Ma cosa c’era dentro la gavetta? Non potevano mancare le sarde salate, almeno una decina, che poi a tempo debito, risalendo su nella bocca della miniera, avremmo come sempre messo a sciogliere dello zolfo nell’avite (contenitore di zolfo), che appena liquefatto e ancora bollente ci sarebbe servito per immergere e cuocere in un solo istante le sarde ancora salate, trattenute com’erano da un fil di ferro, andavano giù, in un solo boccone, una dietro l’altra.

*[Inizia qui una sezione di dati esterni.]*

impl SharedCollector {
    pub fn new(collector: InputCollector) -> Self {
        Self(Rc::new(RefCell::new(collector)))
    }

    pub fn borrow_mut(&self) -> std::cell::RefMut<'_, InputCollector> {
        self.0.borrow_mut()
    }

    /// Feeds one winit event into the collector
    pub fn handle_window_event(&self, event: &WindowEvent) {
        self.0.borrow_mut().handle_window_event(event);
    }

    fn with<T>(&self, f: impl FnOnce(&mut InputCollector) -> T) -> Result<T, ProviderError> {
        let mut collector = self
            .0
            .try_borrow_mut()
            .map_err(|_| "input collector is already borrowed")?;
        Ok(f(&mut *collector))
    }

    fn read<T: Default>(&self, f: impl FnOnce(&InputCollector) -> T) -> T {
        self.0.try_borrow().map(|c| f(&*c)).unwrap_or_default()
    }
}

impl Provider<KeyboardSnapshot> for SharedCollector {
    fn poll(&mut self) -> Result<KeyboardSnapshot, ProviderError> {
        self.with(|c| c.keyboard.clone())
    }
}

impl Provider<MouseSnapshot> for SharedCollector {
    fn poll(&mut self) -> Result<MouseSnapshot, ProviderError> {
        self.with(|c| c.mouse.clone())
    }
}

impl Provider<TouchSnapshot> for SharedCollector {
    fn poll(&mut self) -> Result<TouchSnapshot, ProviderError> {
        self.with(InputCollector::take_touches)
    }
}

impl TouchProvider for SharedCollector {
    fn display_width(&self) -> u32 {
        self.read(|c| c.display_size.0)
    }

    fn display_height(&self) -> u32 {
        self.read(|c| c.display_size.1)
    }

    fn display_orientation(&self) -> DisplayOrientation {
        self.read(InputCollector::display_orientation)
    }

    fn is_gesture_available(&self) -> bool {
        self.read(|c| !c.gestures.is_empty())
    }

    fn enabled_gestures(&self) -> GestureType {
        self.read(|c| c.enabled_gestures)
    }

    fn set_enabled_gestures(&mut self, gestures: GestureType) -> Result<(), ProviderError> {
        self.with(|c| c.set_enabled_gestures(gestures))
    }

    fn mouse_gestures_enabled(&self) -> bool {
        self.read(|c| c.mouse_gestures)
    }

    fn set_mouse_gestures_enabled(&mut self, enabled: bool) -> Result<(), ProviderError> {
        self.with(|c| c.set_mouse_gestures_enabled(enabled))
    }

    fn mouse_touch_point_enabled(&self) -> bool {
        self.read(|c| c.mouse_touch_point)
    }

    fn set_mouse_touch_point_enabled(&mut self, enabled: bool) -> Result<(), ProviderError> {
        self.with(|c| c.set_mouse_touch_point_enabled(enabled))
    }

    fn capabilities(&self) -> TouchPanelCapabilities {
        self.read(InputCollector::capabilities)
    }

    fn read_gesture(&mut self) -> Option<GestureSample> {
        self.with(InputCollector::read_gesture).ok().flatten()
    }
}

#[cfg(test)]
mod tests {
    use winit::dpi::PhysicalPosition;
    use winit::event::TouchPhase as WinitPhase;

    use super::*;
    use crate::error::InputError;
    use crate::input::{DeviceKind, InputManager};

    #[test]
    fn test_key_input_sets_and_clears_keys() {
        let mut collector = InputCollector::new();
        collector.key_input(Key::A, ElementState::Pressed, false);
        assert!(collector.keyboard().is_key_down(Key::A));

        collector.key_input(Key::A, ElementState::Released, false);
        assert!(!collector.keyboard().is_key_down(Key::A));
    }

    #[test]
    fn test_enter_keys_are_tracked_apart() {
        let mut collector = InputCollector::new();
        collector.key_input(Key::Enter, ElementState::Pressed, false);
        collector.key_input(Key::NumPadEnter, ElementState::Pressed, false);
        collector.key_input(Key::Enter, ElementState::Released, false);
        assert!(!collector.keyboard().is_key_down(Key::Enter));
        assert!(collector.keyboard().is_key_down(Key::NumPadEnter));
    }

    #[test]
    fn test_lock_keys_toggle_on_press_only() {
        let mut collector = InputCollector::new();
        collector.key_input(Key::CapsLock, ElementState::Pressed, false);
        collector.key_input(Key::CapsLock, ElementState::Pressed, true);
        collector.key_input(Key::CapsLock, ElementState::Released, false);
        assert!(collector.keyboard().toggle(Toggle::CapsLock));

        collector.key_input(Key::CapsLock, ElementState::Pressed, false);
        assert!(!collector.keyboard().toggle(Toggle::CapsLock));
        assert!(!collector.keyboard().toggle(Toggle::NumLock));
    }

    #[test]
    fn test_scroll_is_cumulative() {
        let mut collector = InputCollector::new();
        collector.scroll(MouseScrollDelta::LineDelta(0.0, 1.0));
        assert_eq!(collector.mouse().scroll, 120);

        collector.scroll(MouseScrollDelta::PixelDelta(PhysicalPosition::new(15.0, -30.0)));
        assert_eq!(collector.mouse().scroll, 90);
        assert_eq!(collector.mouse().horizontal_scroll, 15);

        let mut collector = InputCollector::new().with_scroll_units_per_line(40.0);
        collector.scroll(MouseScrollDelta::LineDelta(-1.0, 2.0));
        assert_eq!(collector.mouse().scroll, 80);
        assert_eq!(collector.mouse().horizontal_scroll, -40);
    }

    #[test]
    fn test_focus_lost_releases_everything() {
        let mut collector = InputCollector::new();
        collector.key_input(Key::CapsLock, ElementState::Pressed, false);
        collector.key_input(Key::LeftShift, ElementState::Pressed, false);
        collector.mouse_input(MouseButton::Middle, ElementState::Pressed);

        collector.focus_lost();
        assert!(collector.keyboard().pressed_keys().is_empty());
        assert!(!collector.mouse().is_button_down(MouseButton::Middle));
        assert!(collector.keyboard().toggle(Toggle::CapsLock));
    }

    #[test]
    fn test_touch_phases_are_reported_once() {
        let mut collector = InputCollector::new();
        collector.touch(3, Vec2::new(1.0, 1.0), WinitPhase::Started, Some(0.5));
        collector.touch(3, Vec2::new(2.0, 1.0), WinitPhase::Moved, Some(0.5));

        let first = collector.take_touches();
        let point = first.find(3).unwrap();
        assert_eq!(point.phase, TouchPhase::Pressed);
        assert_eq!(point.position, Vec2::new(2.0, 1.0));

        let second = collector.take_touches();
        assert_eq!(second.find(3).unwrap().phase, TouchPhase::Moved);

        collector.touch(3, Vec2::new(2.0, 1.0), WinitPhase::Ended, None);
        assert_eq!(collector.take_touches().find(3).unwrap().phase, TouchPhase::Released);
        assert!(collector.take_touches().is_empty());
        assert!(collector.capabilities().has_pressure);
        assert_eq!(collector.capabilities().maximum_touch_count, 1);
    }

    #[test]
    fn test_mouse_touch_point_and_tap() {
        let mut collector = InputCollector::new();
        collector.set_mouse_touch_point_enabled(true);
        collector.set_mouse_gestures_enabled(true);
        collector.set_enabled_gestures(GestureType::TAP);

        collector.cursor_moved(40.0, 50.0);
        collector.mouse_input(MouseButton::Left, ElementState::Pressed);
        collector.cursor_moved(43.0, 52.0);
        let touches = collector.take_touches();
        assert_eq!(touches.find(MOUSE_TOUCH_ID).unwrap().position, Vec2::new(43.0, 52.0));

        collector.mouse_input(MouseButton::Left, ElementState::Released);
        let sample = collector.read_gesture().unwrap();
        assert_eq!(sample.gesture, GestureType::TAP);
        assert!(collector.read_gesture().is_none());
    }

    #[test]
    fn test_shared_collector_feeds_manager() {
        let shared = SharedCollector::default();
        let mut manager = InputManager::new()
            .with_keyboard(shared.clone())
            .with_mouse(shared.clone())
            .with_touch(shared.clone());

        shared.borrow_mut().key_input(Key::Space, ElementState::Pressed, false);
        shared.borrow_mut().scroll(MouseScrollDelta::LineDelta(0.0, 1.0));
        manager.update().unwrap();
        assert!(manager.keyboard().pressed(Key::Space));
        assert_eq!(manager.mouse().scroll_delta(), 120);

        manager.update().unwrap();
        assert!(manager.keyboard().down(Key::Space));
        assert!(!manager.keyboard().pressed(Key::Space));
        assert_eq!(manager.mouse().scroll_delta(), 0);

        manager.touch_mut().set_emulate_with_mouse(true).unwrap();
        assert!(shared.borrow_mut().mouse_touch_point);
    }

    #[test]
    fn test_touch_pressed_and_released_between_polls() {
        let shared = SharedCollector::default();
        let mut manager = InputManager::new().with_touch(shared.clone());

        shared.borrow_mut().touch(5, Vec2::new(8.0, 8.0), WinitPhase::Started, None);
        shared.borrow_mut().touch(5, Vec2::new(9.0, 8.0), WinitPhase::Ended, None);

        manager.update().unwrap();
        let started: Vec<u64> = manager.touch().started().map(|p| p.id).collect();
        assert_eq!(started, [5]);
        assert_eq!(manager.touch().ended().count(), 0);

        manager.update().unwrap();
        let ended: Vec<u64> = manager.touch().ended().map(|p| p.id).collect();
        assert_eq!(ended, [5]);
        assert_eq!(manager.touch().points().find(5).unwrap().position, Vec2::new(9.0, 8.0));

        manager.update().unwrap();
        assert!(manager.touch().points().is_empty());
    }

    #[test]
    fn test_mouse_tap_needs_mouse_gestures() {
        let mut collector = InputCollector::new();
        collector.set_mouse_touch_point_enabled(true);
        collector.set_enabled_gestures(GestureType::TAP);

        collector.mouse_input(MouseButton::Left, ElementState::Pressed);
        collector.mouse_input(MouseButton::Left, ElementState::Released);
        assert!(collector.read_gesture().is_none());

        collector.touch(2, Vec2::ZERO, WinitPhase::Started, None);
        collector.touch(2, Vec2::ZERO, WinitPhase::Ended, None);
        assert_eq!(collector.read_gesture().unwrap().gesture, GestureType::TAP);
    }

    #[test]
    fn test_rejected_emulation_keeps_flag_off() {
        let shared = SharedCollector::default();
        let mut manager = InputManager::new().with_touch(shared.clone());

        let held = shared.borrow_mut();
        let err = manager.touch_mut().set_emulate_with_mouse(true).unwrap_err();
        assert!(matches!(err, InputError::Setting { device: DeviceKind::Touch, .. }));
        assert!(!manager.touch().emulate_with_mouse());
        assert!(!held.mouse_touch_point);
        drop(held);

        manager.touch_mut().set_emulate_with_mouse(true).unwrap();
        assert!(manager.touch().emulate_with_mouse());
        assert!(shared.borrow_mut().mouse_touch_point);
    }

    #[test]
    fn test_poll_while_borrowed_is_a_provider_error() {
        let mut shared = SharedCollector::default();
        let guard = shared.clone();
        let _held = guard.borrow_mut();
        let result: Result<KeyboardSnapshot, _> = Provider::poll(&mut shared);
        assert!(result.is_err());
    }
}
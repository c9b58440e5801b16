//! Prometheus instrumentation for the raft node.
//!
//! Inbound RPCs are counted by method and protocol outcome (vote granted or
//! denied, append ok / conflict / stale term, snapshot accepted or stale), so
//! a dashboard can tell replication conflicts from term churn without log
//! diving. The text-format scrape endpoint lives here too.

use std::net::SocketAddr;
use std::time::Instant;

use hyper::service::{make_service_fn, service_fn};
use hyper::{Body, Request, Response};
use lazy_static::lazy_static;
use prometheus::{CounterVec, Encoder, HistogramOpts, HistogramVec, Opts, Registry, TextEncoder};

lazy_static! {
    /// Global Prometheus registry instance
    pub static ref REGISTRY_INSTANCE: Registry = Registry::new();

    /// Inbound raft RPCs by method and protocol outcome
    pub static ref RAFT_RPC_COUNTER_VEC: CounterVec = CounterVec::new(
        Opts::new("raft_rpc_handled", "inbound raft rpcs by method and outcome"),
        &["method", "outcome"]
    )
    .unwrap();

    /// Handling time per RPC method, lock wait included
    pub static ref RAFT_RPC_COST_VEC: HistogramVec = HistogramVec::new(
        HistogramOpts::new("raft_rpc_cost", "raft rpc handling cost in seconds"),
        &["method"]
    )
    .unwrap();
}

/// Registers all metric collectors with the global registry
pub fn init_registry() {
    let _ = REGISTRY_INSTANCE.register(Box::new(RAFT_RPC_COUNTER_VEC.clone()));
    let _ = REGISTRY_INSTANCE.register(Box::new(RAFT_RPC_COST_VEC.clone()));
}

/// Record one handled RPC: bump the method/outcome counter and observe the
/// handling time. `outcome` is the protocol-level result the reply encodes,
/// not a transport status.
pub fn observe_rpc(method: &'static str, outcome: &'static str, started: Instant) {
    RAFT_RPC_COUNTER_VEC
        .with_label_values(&[method, outcome])
        .inc();
    RAFT_RPC_COST_VEC
        .with_label_values(&[method])
        .observe(started.elapsed().as_secs_f64());
}

async fn render_scrape(_req: Request<Body>) -> Result<Response<Body>, hyper::Error> {
    let mut buffer = Vec::new();
    let encoder = TextEncoder::new();
    if let Err(e) = encoder.encode(&REGISTRY_INSTANCE.gather(), &mut buffer) {
        log::warn!("metrics encode failed: {}", e);
    }
    Ok(Response::new(Body::from(buffer)))
}

/// Spawn the scrape endpoint on `addr`. Every request renders the whole
/// registry in the Prometheus text format.
pub fn spawn_exporter(addr: SocketAddr) {
    init_registry();
    let make_svc =
        make_service_fn(|_conn| async { Ok::<_, hyper::Error>(service_fn(render_scrape)) });
    tokio::spawn(async move {
        if let Err(e) = hyper::Server::bind(&addr).serve(make_svc).await {
            log::error!("metrics exporter exited: {}", e);
        }
    });
    log::info!("metrics exporter listening on {}", addr);
}
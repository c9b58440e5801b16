//! Raft consensus implementation
//! This module provides a from-scratch Raft core: leader election, log
//! replication with fast-rollback conflict recovery, snapshot install, and a
//! commit/apply pipeline feeding an upstream state machine over a channel.

pub mod election;
pub mod log;
pub mod node;
pub mod replication;
pub mod snapshot;
pub mod storage;

use serde::{Deserialize, Serialize};
use tokio::time::Duration;

/// Base election timeout; the actual deadline adds a per-reset random jitter.
pub const ELECTION_TIMEOUT: Duration = Duration::from_millis(800);
/// Upper bound (exclusive) of the randomized addition to the election timeout.
pub const ELECTION_JITTER_MS: u64 = 200;
/// Leader heartbeat interval, well inside the election window.
pub const HEARTBEAT_INTERVAL: Duration = Duration::from_millis(300);

/// Role of a node within its replication group.
#[derive(Debug, Clone, Copy, PartialEq, Eq)]
pub enum Role {
    Follower,
    Candidate,
    Leader,
}

/// One replicated log entry. The command is opaque to Raft; the upstream
/// serializes and interprets it.
#[derive(Debug, Clone, Default, Serialize, Deserialize)]
pub struct LogEntry {
    pub term: u64,
    pub command: Vec<u8>,
}

/// Message delivered to the upstream state machine, in strict index order.
/// A `Snapshot` jumps `last_applied` forward once the upstream accepts it via
/// `Raft::cond_install_snapshot`.
#[derive(Debug, Clone)]
pub enum ApplyMsg {
    Command { index: u64, command: Vec<u8> },
    Snapshot { index: u64, term: u64, data: Vec<u8> },
}

#[derive(Debug, Clone)]
pub struct RequestVoteArgs {
    pub term: u64,
    pub candidate_id: u64,
    pub last_log_index: u64,
    pub last_log_term: u64,
}

#[derive(Debug, Clone)]
pub struct RequestVoteReply {
    pub term: u64,
    pub vote_granted: bool,
}

#[derive(Debug, Clone)]
pub struct AppendEntriesArgs {
    pub term: u64,
    pub leader_id: u64,
    pub prev_log_index: u64,
    pub prev_log_term: u64,
    pub entries: Vec<LogEntry>,
    pub leader_commit: u64,
}

/// Reply to AppendEntries. On failure the x-fields carry the fast-rollback
/// hint: `x_term == -1` means the follower's log is shorter than
/// `prev_log_index` and `x_len` is its length; otherwise `x_term` is the
/// conflicting term and `x_index` the first index holding it.
#[derive(Debug, Clone, Default)]
pub struct AppendEntriesReply {
    pub term: u64,
    pub success: bool,
    pub rejected_by_term: bool,
    pub next_index: u64,
    pub x_term: i64,
    pub x_index: u64,
    pub x_len: u64,
}

#[derive(Debug, Clone)]
pub struct InstallSnapshotArgs {
    pub term: u64,
    pub last_included_index: u64,
    pub last_included_term: u64,
    pub snapshot: Vec<u8>,
}

#[derive(Debug, Clone)]
pub struct InstallSnapshotReply {
    pub term: u64,
}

“Mentre ancora lo zolfo è liquido e ardente della gavità gli zolfatari usano cuocere certi loro cibi: e particolarmente le sarde salate. Basta, tenendole per la coda, calarle nello zolfo per un momento e ne escono rivestite di una crosta di zolfo. Sgranocchiata la crosta, ecco la sarda cotta: di un sapore che un po’ tiene di certi pesci affumicati ma con in più il sentore dellozolfo,piacevolissimo.”

Dal mare alla terra, per intenderci. Così come immancabili erano nella gavetta le melenzane “ingessate”, murate insomma. Le nostre donne incidevano una melanzana, inserivano in ogni fessura, trito di prezzemolo ed aglio, pecorino siciliano e cosacavaddu, puntine di sarde salate, e trito di olive nere, e per finire una bella manciata di pepe nero, dopo di che, le cuocevano in un pentolino con un filo di olio d’oliva e un pò di pomodori tagliuzzati, le portavano in cottura e le lasciavano raffreddate.  Le coprivano con delle foglie di fico e le legavano a dovere con fili di raffia. Poi le poi le muravano con un impasto di gesso e zolfo e le facevano rassodare. Era questo un ottimo contenitore termico che assicurava la salubrità della stessa melanzana, consumata da noi minatori anche a metà settimana.